INPUT MATERIAL: Begin
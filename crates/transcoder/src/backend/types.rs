//! Codec backend trait.

use crate::constants::BackendKind;
use crate::native_value::NativeValue;

use super::CodecError;

/// Converts between bytes and [`NativeValue`] trees.
///
/// Backends hold no per-call state, so one instance serves concurrent
/// callers.
pub trait CodecBackend: Send + Sync {
    fn id(&self) -> &'static str;
    fn kind(&self) -> BackendKind;
    fn serialize(&self, value: &NativeValue) -> Result<Vec<u8>, CodecError>;
    fn parse(&self, bytes: &[u8]) -> Result<NativeValue, CodecError>;
}
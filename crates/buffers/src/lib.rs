//! Byte buffer utilities for json-transcoder.
//!
//! # Overview
//!
//! - [`Reader`] - Reads bytes from a slice with bounds-checked cursor tracking
//! - [`Writer`] - Writes bytes into an auto-growing buffer
//!
//! # Example
//!
//! ```
//! use json_transcoder_buffers::{Reader, Writer};
//!
//! let mut writer = Writer::new();
//! writer.u8(b'[');
//! writer.ascii("1,2");
//! writer.u8(b']');
//! let data = writer.flush();
//!
//! let mut reader = Reader::new(&data);
//! assert_eq!(reader.u8(), Some(b'['));
//! assert_eq!(reader.peek(), Some(b'1'));
//! assert_eq!(reader.size(), 4);
//! ```

mod reader;
mod writer;

pub use reader::Reader;
pub use writer::Writer;
//! [`Value`]: the application-facing tree, native shapes plus custom values.

use std::any::{Any, TypeId};
use std::collections::BTreeMap;
use std::fmt;
use std::sync::Arc;

use crate::native_value::{int_eq, NativeValue};
use crate::transcoding::TypeKey;

/// Object-safe view of a custom value stored inside a [`Value`].
///
/// Implemented for every `'static` type with `Debug + PartialEq + Send + Sync`.
pub trait AnyValue: Any + fmt::Debug + Send + Sync {
    fn as_any(&self) -> &dyn Any;
    fn type_name(&self) -> &'static str;
    /// Equality across erased values: same concrete type and equal under its `PartialEq`.
    fn dyn_eq(&self, other: &dyn AnyValue) -> bool;
}

impl<T> AnyValue for T
where
    T: Any + fmt::Debug + PartialEq + Send + Sync,
{
    fn as_any(&self) -> &dyn Any {
        self
    }

    fn type_name(&self) -> &'static str {
        std::any::type_name::<T>()
    }

    fn dyn_eq(&self, other: &dyn AnyValue) -> bool {
        other
            .as_any()
            .downcast_ref::<T>()
            .is_some_and(|other| self == other)
    }
}

/// Shared handle to a value of some registered (or unregistered) Rust type.
#[derive(Clone)]
pub struct CustomValue(Arc<dyn AnyValue>);

impl CustomValue {
    pub fn new<T: AnyValue>(value: T) -> Self {
        Self(Arc::new(value))
    }

    /// Registry key of the concrete type held.
    pub fn type_key(&self) -> TypeKey {
        TypeKey::from_parts(self.0.as_any().type_id(), self.0.type_name())
    }

    pub fn type_id(&self) -> TypeId {
        self.0.as_any().type_id()
    }

    pub fn type_name(&self) -> &'static str {
        self.0.type_name()
    }

    pub fn is<T: Any>(&self) -> bool {
        self.0.as_any().is::<T>()
    }

    pub fn downcast_ref<T: Any>(&self) -> Option<&T> {
        self.0.as_any().downcast_ref::<T>()
    }
}

impl fmt::Debug for CustomValue {
    fn fmt(&self, f: &mut fmt::Formatter<'_>) -> fmt::Result {
        fmt::Debug::fmt(&*self.0, f)
    }
}

impl PartialEq for CustomValue {
    fn eq(&self, other: &Self) -> bool {
        self.0.dyn_eq(&*other.0)
    }
}

/// An application value handed to [`crate::Transcoder::encode`].
///
/// `Custom` holds any Rust value; it only encodes when a transcoding for its
/// concrete type is registered.
#[derive(Debug, Clone)]
pub enum Value {
    Null,
    Bool(bool),
    Integer(i64),
    UInteger(u64),
    Float(f64),
    Str(String),
    Array(Vec<Value>),
    Object(BTreeMap<String, Value>),
    Custom(CustomValue),
}

impl Value {
    /// Wraps a Rust value as [`Value::Custom`].
    pub fn custom<T: AnyValue>(value: T) -> Self {
        Value::Custom(CustomValue::new(value))
    }

    /// Builds an object from key/value pairs; later duplicates win.
    pub fn object<K, I>(pairs: I) -> Self
    where
        K: Into<String>,
        I: IntoIterator<Item = (K, Value)>,
    {
        Value::Object(pairs.into_iter().map(|(k, v)| (k.into(), v)).collect())
    }

    pub fn kind(&self) -> &'static str {
        match self {
            Value::Null => "null",
            Value::Bool(_) => "bool",
            Value::Integer(_) | Value::UInteger(_) => "integer",
            Value::Float(_) => "float",
            Value::Str(_) => "string",
            Value::Array(_) => "array",
            Value::Object(_) => "object",
            Value::Custom(custom) => custom.type_name(),
        }
    }

    pub fn is_null(&self) -> bool {
        matches!(self, Value::Null)
    }

    pub fn as_bool(&self) -> Option<bool> {
        match self {
            Value::Bool(b) => Some(*b),
            _ => None,
        }
    }

    pub fn as_i64(&self) -> Option<i64> {
        match self {
            Value::Integer(i) => Some(*i),
            Value::UInteger(u) => i64::try_from(*u).ok(),
            _ => None,
        }
    }

    pub fn as_f64(&self) -> Option<f64> {
        match self {
            Value::Float(f) => Some(*f),
            _ => None,
        }
    }

    pub fn as_str(&self) -> Option<&str> {
        match self {
            Value::Str(s) => Some(s),
            _ => None,
        }
    }

    pub fn as_array(&self) -> Option<&[Value]> {
        match self {
            Value::Array(items) => Some(items),
            _ => None,
        }
    }

    pub fn as_object(&self) -> Option<&BTreeMap<String, Value>> {
        match self {
            Value::Object(map) => Some(map),
            _ => None,
        }
    }

    pub fn as_custom(&self) -> Option<&CustomValue> {
        match self {
            Value::Custom(custom) => Some(custom),
            _ => None,
        }
    }

    /// Borrows the custom payload as `T` when this is a `Custom` of that type.
    pub fn downcast_ref<T: Any>(&self) -> Option<&T> {
        self.as_custom().and_then(CustomValue::downcast_ref::<T>)
    }

    /// Object member lookup; `None` for non-objects.
    pub fn get(&self, key: &str) -> Option<&Value> {
        self.as_object().and_then(|map| map.get(key))
    }

    fn as_i128(&self) -> Option<i128> {
        match self {
            Value::Integer(i) => Some(*i as i128),
            Value::UInteger(u) => Some(*u as i128),
            _ => None,
        }
    }
}

impl PartialEq for Value {
    fn eq(&self, other: &Self) -> bool {
        use Value::*;
        match (self, other) {
            (Null, Null) => true,
            (Bool(a), Bool(b)) => a == b,
            (Integer(_) | UInteger(_), Integer(_) | UInteger(_)) => {
                int_eq(self.as_i128(), other.as_i128())
            }
            (Float(a), Float(b)) => a == b,
            (Str(a), Str(b)) => a == b,
            (Array(a), Array(b)) => a == b,
            (Object(a), Object(b)) => a == b,
            (Custom(a), Custom(b)) => a == b,
            _ => false,
        }
    }
}

impl From<NativeValue> for Value {
    fn from(v: NativeValue) -> Self {
        match v {
            NativeValue::Null => Value::Null,
            NativeValue::Bool(b) => Value::Bool(b),
            NativeValue::Integer(i) => Value::Integer(i),
            NativeValue::UInteger(u) => Value::UInteger(u),
            NativeValue::Float(f) => Value::Float(f),
            NativeValue::Str(s) => Value::Str(s),
            NativeValue::Array(items) => Value::Array(items.into_iter().map(Value::from).collect()),
            NativeValue::Object(map) => {
                Value::Object(map.into_iter().map(|(k, v)| (k, Value::from(v))).collect())
            }
        }
    }
}

impl From<bool> for Value {
    fn from(b: bool) -> Self {
        Value::Bool(b)
    }
}

impl From<i32> for Value {
    fn from(i: i32) -> Self {
        Value::Integer(i as i64)
    }
}

impl From<i64> for Value {
    fn from(i: i64) -> Self {
        Value::Integer(i)
    }
}

impl From<u64> for Value {
    fn from(u: u64) -> Self {
        match i64::try_from(u) {
            Ok(i) => Value::Integer(i),
            Err(_) => Value::UInteger(u),
        }
    }
}

impl From<f64> for Value {
    fn from(f: f64) -> Self {
        Value::Float(f)
    }
}

impl From<&str> for Value {
    fn from(s: &str) -> Self {
        Value::Str(s.to_owned())
    }
}

impl From<String> for Value {
    fn from(s: String) -> Self {
        Value::Str(s)
    }
}

impl From<Vec<Value>> for Value {
    fn from(items: Vec<Value>) -> Self {
        Value::Array(items)
    }
}

impl From<BTreeMap<String, Value>> for Value {
    fn from(map: BTreeMap<String, Value>) -> Self {
        Value::Object(map)
    }
}

impl From<CustomValue> for Value {
    fn from(custom: CustomValue) -> Self {
        Value::Custom(custom)
    }
}
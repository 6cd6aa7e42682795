//! `FastDecoder`: parses JSON bytes into a [`NativeValue`].

use std::collections::BTreeMap;
use std::str;

use json_transcoder_buffers::Reader;

use super::constants::{is_whitespace, Lead, LEAD};
use crate::backend::CodecError;
use crate::constants::MAX_DEPTH;
use crate::native_value::NativeValue;

/// Recursive-descent JSON parser.
///
/// Accepts and rejects exactly what `serde_json::from_slice` does for a
/// `serde_json::Value`: numbers become `Integer`, `UInteger` or `Float` by
/// the same rules (`-0` is a float), lone surrogates and raw control
/// characters are rejected, and nesting is capped at [`MAX_DEPTH`].
#[derive(Debug, Default, Clone, Copy)]
pub struct FastDecoder;

impl FastDecoder {
    pub fn new() -> Self {
        Self
    }

    pub fn decode(&self, bytes: &[u8]) -> Result<NativeValue, CodecError> {
        let mut parser = Parser {
            reader: Reader::new(bytes),
            remaining_depth: MAX_DEPTH,
        };
        let value = parser.read_any()?;
        parser.skip_whitespace();
        if !parser.reader.is_eof() {
            return Err(CodecError::TrailingCharacters(parser.reader.x));
        }
        Ok(value)
    }
}

struct Parser<'a> {
    reader: Reader<'a>,
    remaining_depth: usize,
}

impl<'a> Parser<'a> {
    fn skip_whitespace(&mut self) {
        while let Some(byte) = self.reader.peek() {
            if !is_whitespace(byte) {
                break;
            }
            self.reader.skip(1);
        }
    }

    fn eof(&self) -> CodecError {
        CodecError::UnexpectedEof(self.reader.x)
    }

    fn read_any(&mut self) -> Result<NativeValue, CodecError> {
        self.skip_whitespace();
        let byte = self.reader.peek().ok_or_else(|| self.eof())?;
        match LEAD[byte as usize] {
            Lead::Null => self.read_literal(b"null", NativeValue::Null),
            Lead::True => self.read_literal(b"true", NativeValue::Bool(true)),
            Lead::False => self.read_literal(b"false", NativeValue::Bool(false)),
            Lead::Number => self.read_number(),
            Lead::Str => self.read_str().map(NativeValue::Str),
            Lead::Arr => self.read_arr(),
            Lead::Obj => self.read_obj(),
            Lead::Invalid => Err(CodecError::InvalidByte(self.reader.x)),
        }
    }

    fn read_literal(
        &mut self,
        literal: &'static [u8],
        value: NativeValue,
    ) -> Result<NativeValue, CodecError> {
        let start = self.reader.x;
        for &expected in literal {
            match self.reader.u8() {
                Some(byte) if byte == expected => {}
                Some(_) => return Err(CodecError::InvalidByte(self.reader.x - 1)),
                None => return Err(CodecError::UnexpectedEof(start)),
            }
        }
        Ok(value)
    }

    fn enter(&mut self) -> Result<(), CodecError> {
        self.remaining_depth -= 1;
        if self.remaining_depth == 0 {
            return Err(CodecError::RecursionLimit(self.reader.x));
        }
        Ok(())
    }

    fn leave(&mut self) {
        self.remaining_depth += 1;
    }

    fn read_arr(&mut self) -> Result<NativeValue, CodecError> {
        self.enter()?;
        self.reader.skip(1);
        let mut items = Vec::new();
        self.skip_whitespace();
        if self.reader.peek() == Some(b']') {
            self.reader.skip(1);
            self.leave();
            return Ok(NativeValue::Array(items));
        }
        loop {
            items.push(self.read_any()?);
            self.skip_whitespace();
            match self.reader.u8() {
                Some(b',') => continue,
                Some(b']') => break,
                Some(_) => return Err(CodecError::InvalidByte(self.reader.x - 1)),
                None => return Err(self.eof()),
            }
        }
        self.leave();
        Ok(NativeValue::Array(items))
    }

    fn read_obj(&mut self) -> Result<NativeValue, CodecError> {
        self.enter()?;
        self.reader.skip(1);
        let mut map = BTreeMap::new();
        self.skip_whitespace();
        if self.reader.peek() == Some(b'}') {
            self.reader.skip(1);
            self.leave();
            return Ok(NativeValue::Object(map));
        }
        loop {
            self.skip_whitespace();
            match self.reader.peek() {
                Some(b'"') => {}
                Some(_) => return Err(CodecError::InvalidByte(self.reader.x)),
                None => return Err(self.eof()),
            }
            let key = self.read_str()?;
            self.skip_whitespace();
            match self.reader.u8() {
                Some(b':') => {}
                Some(_) => return Err(CodecError::InvalidByte(self.reader.x - 1)),
                None => return Err(self.eof()),
            }
            let value = self.read_any()?;
            map.insert(key, value);
            self.skip_whitespace();
            match self.reader.u8() {
                Some(b',') => continue,
                Some(b'}') => break,
                Some(_) => return Err(CodecError::InvalidByte(self.reader.x - 1)),
                None => return Err(self.eof()),
            }
        }
        self.leave();
        Ok(NativeValue::Object(map))
    }

    /// Cursor is on the opening quote.
    fn read_str(&mut self) -> Result<String, CodecError> {
        self.reader.skip(1);
        let mut out = String::new();
        loop {
            let run_start = self.reader.x;
            while let Some(byte) = self.reader.peek() {
                if byte == b'"' || byte == b'\\' || byte < 0x20 {
                    break;
                }
                self.reader.skip(1);
            }
            let run = self.reader.subarray(run_start, self.reader.x);
            if !run.is_empty() {
                let text = str::from_utf8(run)
                    .map_err(|e| CodecError::InvalidUtf8(run_start + e.valid_up_to()))?;
                out.push_str(text);
            }
            match self.reader.u8() {
                Some(b'"') => return Ok(out),
                Some(b'\\') => self.read_escape(&mut out)?,
                Some(_) => return Err(CodecError::ControlCharacter(self.reader.x - 1)),
                None => return Err(self.eof()),
            }
        }
    }

    /// Cursor is just past the backslash.
    fn read_escape(&mut self, out: &mut String) -> Result<(), CodecError> {
        let at = self.reader.x;
        let ch = match self.reader.u8().ok_or_else(|| self.eof())? {
            b'"' => '"',
            b'\\' => '\\',
            b'/' => '/',
            b'b' => '\u{8}',
            b'f' => '\u{c}',
            b'n' => '\n',
            b'r' => '\r',
            b't' => '\t',
            b'u' => self.read_unicode_escape()?,
            _ => return Err(CodecError::InvalidEscape(at)),
        };
        out.push(ch);
        Ok(())
    }

    /// Cursor is just past `\u`.
    fn read_unicode_escape(&mut self) -> Result<char, CodecError> {
        let at = self.reader.x;
        let first = self.read_hex4()?;
        let code = match first {
            0xdc00..=0xdfff => return Err(CodecError::LoneSurrogate(at)),
            0xd800..=0xdbff => {
                if self.reader.u8() != Some(b'\\') || self.reader.u8() != Some(b'u') {
                    return Err(CodecError::LoneSurrogate(at));
                }
                let second = self.read_hex4()?;
                if !(0xdc00..=0xdfff).contains(&second) {
                    return Err(CodecError::LoneSurrogate(at));
                }
                0x10000 + (((first - 0xd800) << 10) | (second - 0xdc00))
            }
            code => code,
        };
        char::from_u32(code).ok_or(CodecError::InvalidEscape(at))
    }

    fn read_hex4(&mut self) -> Result<u32, CodecError> {
        let at = self.reader.x;
        let digits = self.reader.buf(4).ok_or(CodecError::UnexpectedEof(at))?;
        let mut code = 0u32;
        for &digit in digits {
            let nibble = (digit as char)
                .to_digit(16)
                .ok_or(CodecError::InvalidEscape(at))?;
            code = (code << 4) | nibble;
        }
        Ok(code)
    }

    fn read_number(&mut self) -> Result<NativeValue, CodecError> {
        let start = self.reader.x;
        let negative = self.reader.peek() == Some(b'-');
        if negative {
            self.reader.skip(1);
        }

        // Integer part: a single `0` or a non-zero digit run.
        let int_start = self.reader.x;
        match self.reader.u8() {
            Some(b'0') => {
                if matches!(self.reader.peek(), Some(b'0'..=b'9')) {
                    return Err(CodecError::InvalidNumber(self.reader.x));
                }
            }
            Some(b'1'..=b'9') => self.skip_digits(),
            Some(_) => return Err(CodecError::InvalidNumber(int_start)),
            None => return Err(self.eof()),
        }
        let int_end = self.reader.x;

        let mut is_float = false;
        if self.reader.peek() == Some(b'.') {
            self.reader.skip(1);
            self.expect_digits()?;
            is_float = true;
        }
        if matches!(self.reader.peek(), Some(b'e' | b'E')) {
            self.reader.skip(1);
            if matches!(self.reader.peek(), Some(b'+' | b'-')) {
                self.reader.skip(1);
            }
            self.expect_digits()?;
            is_float = true;
        }

        if !is_float {
            if let Some(significand) = parse_u64(self.reader.subarray(int_start, int_end)) {
                return Ok(integer(negative, significand));
            }
        }
        let lexeme = self.reader.subarray(start, self.reader.x);
        let float = str::from_utf8(lexeme)
            .ok()
            .and_then(|text| text.parse::<f64>().ok())
            .filter(|float| float.is_finite())
            .ok_or(CodecError::InvalidNumber(start))?;
        Ok(NativeValue::Float(float))
    }

    fn skip_digits(&mut self) {
        while matches!(self.reader.peek(), Some(b'0'..=b'9')) {
            self.reader.skip(1);
        }
    }

    fn expect_digits(&mut self) -> Result<(), CodecError> {
        match self.reader.peek() {
            Some(b'0'..=b'9') => {
                self.skip_digits();
                Ok(())
            }
            Some(_) => Err(CodecError::InvalidNumber(self.reader.x)),
            None => Err(self.eof()),
        }
    }
}

/// `None` on overflow; the caller then falls back to a float.
fn parse_u64(digits: &[u8]) -> Option<u64> {
    digits.iter().try_fold(0u64, |acc, &digit| {
        acc.checked_mul(10)?.checked_add((digit - b'0') as u64)
    })
}

fn integer(negative: bool, significand: u64) -> NativeValue {
    if !negative {
        return NativeValue::from(significand);
    }
    match significand {
        0 => NativeValue::Float(-0.0),
        s if s <= i64::MIN.unsigned_abs() => NativeValue::Integer((s as i64).wrapping_neg()),
        s => NativeValue::Float(-(s as f64)),
    }
}
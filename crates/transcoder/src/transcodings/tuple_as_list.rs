//! [`Tuple`], the fixed-length sequence, carried as a JSON array.

use crate::transcoding::TypedTranscoding;
use crate::value::Value;

/// A fixed-length ordered sequence.
///
/// JSON has a single array shape, so a `Tuple` is not native: it only
/// encodes when [`TupleAsList`] is registered, and decodes back as a
/// `Tuple` rather than a [`Value::Array`].
#[derive(Debug, Clone, Default, PartialEq)]
pub struct Tuple(pub Vec<Value>);

impl Tuple {
    pub fn new(items: Vec<Value>) -> Self {
        Self(items)
    }

    pub fn len(&self) -> usize {
        self.0.len()
    }

    pub fn is_empty(&self) -> bool {
        self.0.is_empty()
    }

    pub fn iter(&self) -> std::slice::Iter<'_, Value> {
        self.0.iter()
    }
}

impl From<Vec<Value>> for Tuple {
    fn from(items: Vec<Value>) -> Self {
        Self(items)
    }
}

impl From<Tuple> for Value {
    fn from(tuple: Tuple) -> Self {
        Value::custom(tuple)
    }
}

pub struct TupleAsList;

impl TypedTranscoding for TupleAsList {
    type Target = Tuple;
    const NAME: &'static str = "tuple_as_list";

    fn encode(&self, value: &Tuple) -> Value {
        Value::Array(value.0.clone())
    }

    fn decode(&self, data: Value) -> Result<Tuple, String> {
        match data {
            Value::Array(items) => Ok(Tuple(items)),
            other => Err(format!("expected array, found {}", other.kind())),
        }
    }
}
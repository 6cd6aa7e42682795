//! The [`Transcoding`] plugin seam and its typed authoring helper.

use std::any::{Any, TypeId};
use std::fmt;
use std::hash::{Hash, Hasher};

use crate::error::{Result, TranscoderError};
use crate::value::{AnyValue, CustomValue, Value};

/// Registry key for a concrete Rust type.
///
/// Equality and hashing use the [`TypeId`] only; the name is carried for
/// error messages.
#[derive(Clone, Copy)]
pub struct TypeKey {
    id: TypeId,
    name: &'static str,
}

impl TypeKey {
    pub fn of<T: Any>() -> Self {
        Self {
            id: TypeId::of::<T>(),
            name: std::any::type_name::<T>(),
        }
    }

    pub(crate) fn from_parts(id: TypeId, name: &'static str) -> Self {
        Self { id, name }
    }

    pub fn id(&self) -> TypeId {
        self.id
    }

    pub fn name(&self) -> &'static str {
        self.name
    }
}

impl PartialEq for TypeKey {
    fn eq(&self, other: &Self) -> bool {
        self.id == other.id
    }
}

impl Eq for TypeKey {}

impl Hash for TypeKey {
    fn hash<H: Hasher>(&self, state: &mut H) {
        self.id.hash(state);
    }
}

impl fmt::Debug for TypeKey {
    fn fmt(&self, f: &mut fmt::Formatter<'_>) -> fmt::Result {
        f.write_str(self.name)
    }
}

/// Conversion pair plus identity for exactly one custom value type.
///
/// `encode` may return a tree that still contains [`Value::Custom`] values;
/// the encoder keeps rewriting until only native shapes remain. `decode`
/// receives its payload with every nested envelope already reconstructed.
///
/// Implementations must be pure: the transcoder may call them from several
/// threads at once.
pub trait Transcoding: Send + Sync + 'static {
    /// The concrete type this transcoding handles.
    fn type_key(&self) -> TypeKey;

    /// Stable wire discriminator.
    fn name(&self) -> &str;

    fn encode(&self, value: &CustomValue) -> Result<Value>;

    fn decode(&self, data: Value) -> Result<Value>;
}

/// Statically typed transcoding; register through [`TypedTranscodingAdapter`]
/// or [`crate::Registry::register_typed`].
///
/// ```
/// use json_transcoder::{Transcoder, TypedTranscoding, Value};
///
/// #[derive(Debug, PartialEq)]
/// struct Celsius(f64);
///
/// struct CelsiusAsFloat;
///
/// impl TypedTranscoding for CelsiusAsFloat {
///     type Target = Celsius;
///     const NAME: &'static str = "celsius";
///
///     fn encode(&self, value: &Celsius) -> Value {
///         Value::Float(value.0)
///     }
///
///     fn decode(&self, data: Value) -> Result<Celsius, String> {
///         data.as_f64().map(Celsius).ok_or_else(|| format!("expected float, found {}", data.kind()))
///     }
/// }
///
/// let mut transcoder = Transcoder::new();
/// transcoder.register_typed(CelsiusAsFloat).unwrap();
/// let bytes = transcoder.encode(&Value::custom(Celsius(21.5))).unwrap();
/// assert_eq!(bytes, br#"{"_data_":21.5,"_type_":"celsius"}"#);
/// let back = transcoder.decode(&bytes).unwrap();
/// assert_eq!(back.downcast_ref::<Celsius>(), Some(&Celsius(21.5)));
/// ```
pub trait TypedTranscoding: Send + Sync + 'static {
    type Target: AnyValue;

    const NAME: &'static str;

    fn encode(&self, value: &Self::Target) -> Value;

    /// Rebuilds the value; the error string becomes
    /// [`TranscoderError::InvalidPayload`]'s reason.
    fn decode(&self, data: Value) -> std::result::Result<Self::Target, String>;
}

/// Adapts a [`TypedTranscoding`] to the object-safe [`Transcoding`] trait.
pub struct TypedTranscodingAdapter<T> {
    inner: T,
}

impl<T: TypedTranscoding> TypedTranscodingAdapter<T> {
    pub fn new(inner: T) -> Self {
        Self { inner }
    }
}

impl<T: TypedTranscoding> Transcoding for TypedTranscodingAdapter<T> {
    fn type_key(&self) -> TypeKey {
        TypeKey::of::<T::Target>()
    }

    fn name(&self) -> &str {
        T::NAME
    }

    fn encode(&self, value: &CustomValue) -> Result<Value> {
        match value.downcast_ref::<T::Target>() {
            Some(target) => Ok(self.inner.encode(target)),
            None => Err(TranscoderError::InvalidPayload {
                name: T::NAME.to_owned(),
                reason: format!(
                    "expected `{}`, found `{}`",
                    std::any::type_name::<T::Target>(),
                    value.type_name()
                ),
            }),
        }
    }

    fn decode(&self, data: Value) -> Result<Value> {
        self.inner
            .decode(data)
            .map(Value::custom)
            .map_err(|reason| TranscoderError::InvalidPayload {
                name: T::NAME.to_owned(),
                reason,
            })
    }
}
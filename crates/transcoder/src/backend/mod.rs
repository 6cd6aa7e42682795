//! Codec backends: bytes to and from [`crate::NativeValue`].
//!
//! Both backends speak the same JSON wire format and must stay
//! interchangeable: identical bytes out, identical trees (or failures) in.

mod error;
pub mod fast;
mod reference;
mod types;

pub use error::CodecError;
pub use fast::FastBackend;
pub use reference::ReferenceBackend;
pub use types::CodecBackend;

use crate::constants::BackendKind;

impl BackendKind {
    pub fn instantiate(self) -> Box<dyn CodecBackend> {
        match self {
            BackendKind::Reference => Box::new(ReferenceBackend::new()),
            BackendKind::Fast => Box::new(FastBackend::new()),
        }
    }
}
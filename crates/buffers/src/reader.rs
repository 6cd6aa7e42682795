//! Byte reader with bounds-checked cursor tracking.

/// A byte reader over a borrowed slice.
///
/// Every accessor returns `None` instead of panicking when the cursor would
/// move past `end`, so parsers can turn exhaustion into their own error type.
///
/// # Example
///
/// ```
/// use json_transcoder_buffers::Reader;
///
/// let data = b"abc";
/// let mut reader = Reader::new(data);
///
/// assert_eq!(reader.u8(), Some(b'a'));
/// assert_eq!(reader.buf(2), Some(&b"bc"[..]));
/// assert_eq!(reader.u8(), None);
/// ```
#[derive(Debug, Clone)]
pub struct Reader<'a> {
    /// The underlying byte slice.
    pub uint8: &'a [u8],
    /// Current cursor position.
    pub x: usize,
    /// End position (exclusive).
    pub end: usize,
}

impl<'a> Reader<'a> {
    /// Creates a new reader for the given byte slice.
    pub fn new(uint8: &'a [u8]) -> Self {
        let end = uint8.len();
        Self { uint8, x: 0, end }
    }

    /// Returns the number of remaining bytes.
    pub fn size(&self) -> usize {
        self.end.saturating_sub(self.x)
    }

    /// Returns `true` once the cursor has reached the end.
    pub fn is_eof(&self) -> bool {
        self.x >= self.end
    }

    /// Peeks at the current byte without advancing the cursor.
    #[inline]
    pub fn peek(&self) -> Option<u8> {
        if self.x < self.end {
            Some(self.uint8[self.x])
        } else {
            None
        }
    }

    /// Advances the cursor by the given number of bytes, clamped to `end`.
    #[inline]
    pub fn skip(&mut self, length: usize) {
        self.x = (self.x + length).min(self.end);
    }

    /// Reads one byte.
    #[inline]
    pub fn u8(&mut self) -> Option<u8> {
        let val = self.peek()?;
        self.x += 1;
        Some(val)
    }

    /// Returns a subarray of the given size and advances the cursor.
    pub fn buf(&mut self, size: usize) -> Option<&'a [u8]> {
        let x = self.x;
        let end = x.checked_add(size)?;
        if end > self.end {
            return None;
        }
        self.x = end;
        Some(&self.uint8[x..end])
    }

    /// Returns the bytes between two absolute positions without moving the cursor.
    pub fn subarray(&self, start: usize, end: usize) -> &'a [u8] {
        &self.uint8[start..end.min(self.end)]
    }
}

#[cfg(test)]
mod tests {
    use super::*;

    #[test]
    fn test_u8() {
        let data = [0x01, 0x02];
        let mut reader = Reader::new(&data);
        assert_eq!(reader.u8(), Some(0x01));
        assert_eq!(reader.u8(), Some(0x02));
        assert_eq!(reader.u8(), None);
        assert!(reader.is_eof());
    }

    #[test]
    fn test_skip_clamps_to_end() {
        let data = [0x01, 0x02, 0x03, 0x04];
        let mut reader = Reader::new(&data);
        reader.skip(2);
        assert_eq!(reader.u8(), Some(0x03));
        reader.skip(10);
        assert_eq!(reader.size(), 0);
    }

    #[test]
    fn test_buf_out_of_range() {
        let data = [1, 2, 3];
        let mut reader = Reader::new(&data);
        assert_eq!(reader.buf(4), None);
        assert_eq!(reader.x, 0);
        assert_eq!(reader.buf(3), Some(&data[..]));
    }
}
INPUT MATERIAL: End
### EXERCISE BRIEF
Count how many lines of the entries contain the word "other", and respond with that count only.

### YOUR SOLUTION
12